— Ольга Ивановна, я…
— Was?! — перебила она тоном, который не сулит Марии ничего хорошего, — du bist nicht auf der Arbeit?![27]
— Ольга Ивановна, — торопится Мария, — Ольга Ивановна… — Ей кажется, что чем быстрее она объяснит своё горестное положение, тем вернее её поймут, — Ольга Ивановна, mir sind meine Filzstiefel gestohlen (у меня украли валенки).
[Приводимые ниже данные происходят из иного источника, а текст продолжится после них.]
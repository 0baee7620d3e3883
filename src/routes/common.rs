//! Common routes: health, readiness, version.

use crate::state::AppState;
use axum::{extract::State, http::StatusCode, routing::get, Json, Router};
use serde::Serialize;

#[derive(Serialize)]
struct HealthBody {
    status: &'static str,
}

#[derive(Serialize)]
struct ReadyBody {
    status: &'static str,
    database: &'static str,
}

async fn health() -> Json<HealthBody> {
    Json(HealthBody { status: "ok" })
}

async fn ready(State(state): State<AppState>) -> Result<Json<ReadyBody>, (StatusCode, Json<ReadyBody>)> {
    if let Err(e) = state.repo.ping().await {
        tracing::warn!(error = %e, "readiness check failed");
        return Err((
            StatusCode::SERVICE_UNAVAILABLE,
            Json(ReadyBody {
                status: "degraded",
                database: "unavailable",
            }),
        ));
    }
    Ok(Json(ReadyBody {
        status: "ok",
        database: "ok",
    }))
}

async fn version() -> Json<serde_json::Value> {
    Json(serde_json::json!({
        "name": env!("CARGO_PKG_NAME"),
        "version": env!("CARGO_PKG_VERSION")
    }))
}

/// Common routes (no state): GET /health, GET /version, GET /info.
pub fn common_routes() -> Router {
    Router::new()
        .route("/health", get(health))
        .route("/version", get(version))
        .route("/info", get(version))
}

/// Common routes including readiness against the repository.
pub fn common_routes_with_ready(state: AppState) -> Router {
    common_routes().merge(Router::new().route("/ready", get(ready)).with_state(state))
}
А мне вот эти оставили… — Мария показывает начальнице дырявый пим. — Я, я ведь...
— Hab ich dich gefragt warum du nicht auf der Arbeit bist?![28] — Если не хочешь в карцер — марш на работу, чтоб через пять минут тебя тут не было!
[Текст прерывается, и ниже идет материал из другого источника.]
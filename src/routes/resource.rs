//! Discovery plus one list route per resource, and a detail route where the resource has one.

use crate::extractors::{ApiBase, MountPrefix};
use crate::handlers::{api_root, detail, list};
use crate::state::AppState;
use axum::{
    extract::{Path, State},
    routing::get,
    Extension, Router,
};

/// Resource routes under `prefix` ("" for the root). With a prefix, both `{prefix}` and `{prefix}/` serve discovery.
pub fn resource_routes(state: AppState, prefix: &str) -> Router {
    let mut router = if prefix.is_empty() {
        Router::new().route("/", get(api_root))
    } else {
        Router::new()
            .route(prefix, get(api_root))
            .route(&format!("{}/", prefix), get(api_root))
    };
    router = router.route(&format!("{}/eba/", prefix), get(api_root));

    let resources = state.catalog.resources().to_vec();
    for resource in resources {
        router = router.route(
            &format!("{}/{}", prefix, resource.name),
            get(move |State(state): State<AppState>, base: ApiBase| list(state, resource, base)),
        );
        if resource.detail {
            router = router.route(
                &format!("{}/{}/:id", prefix, resource.name),
                get(move |State(state): State<AppState>, Path(id): Path<String>| detail(state, resource, id)),
            );
        }
    }

    if !prefix.is_empty() {
        router = router.layer(Extension(MountPrefix(prefix.into())));
    }
    router.with_state(state)
}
Мария поспешно поправляет платок на дырке, надевает валенки и в ужасе бежит вон из барака на мороз, к траншее.
Солнце, между тем, взошло. Вздымающаяся над селом Могутова гора ослепительно сверкает заиндевелыми лысыми скосами, белеет лесом, который растёт на её макушке и необыкновенно красиво вырисовывается на фоне голубого неба. Но Марии некогда на это любоваться, не для неё сегодня красота. Её собственность, на которую она имеет неоспоримое право — это дырка в валенке, и пробирающийся через неё мороз, да ещё голод, о котором она как-то немного позабыла.
Траншея уже выбралась из Яблоневого оврага и ушла за Отважное. Путь не близкий.
Пока Мария бежала к траншее, платок несколько раз выбивался из дыры и волочился за валенком. Приходилось останавливаться, разуваться и впихивать его обратно.
Над траншеей стелется дым от костров и пар от дыхания. Равномерно взлетают и опускаются со стуком и звоном кирки, шир-шах, ширкают лопаты, выбрасывая отдолбленный грунт и камни.
— Что Ольга, hat arg getobt?[29] — встретила её тётя Эмма.
— Ой, тётя Эмма, я ногу немного погрею.
— Давай, давай, я тебе помогу.
Мария сняла валенок, протянула ногу к огню. Тётя Эмма стала колдовать над валенком.
— А вы откуда знаете, что Ольга Ивановна меня прогнала?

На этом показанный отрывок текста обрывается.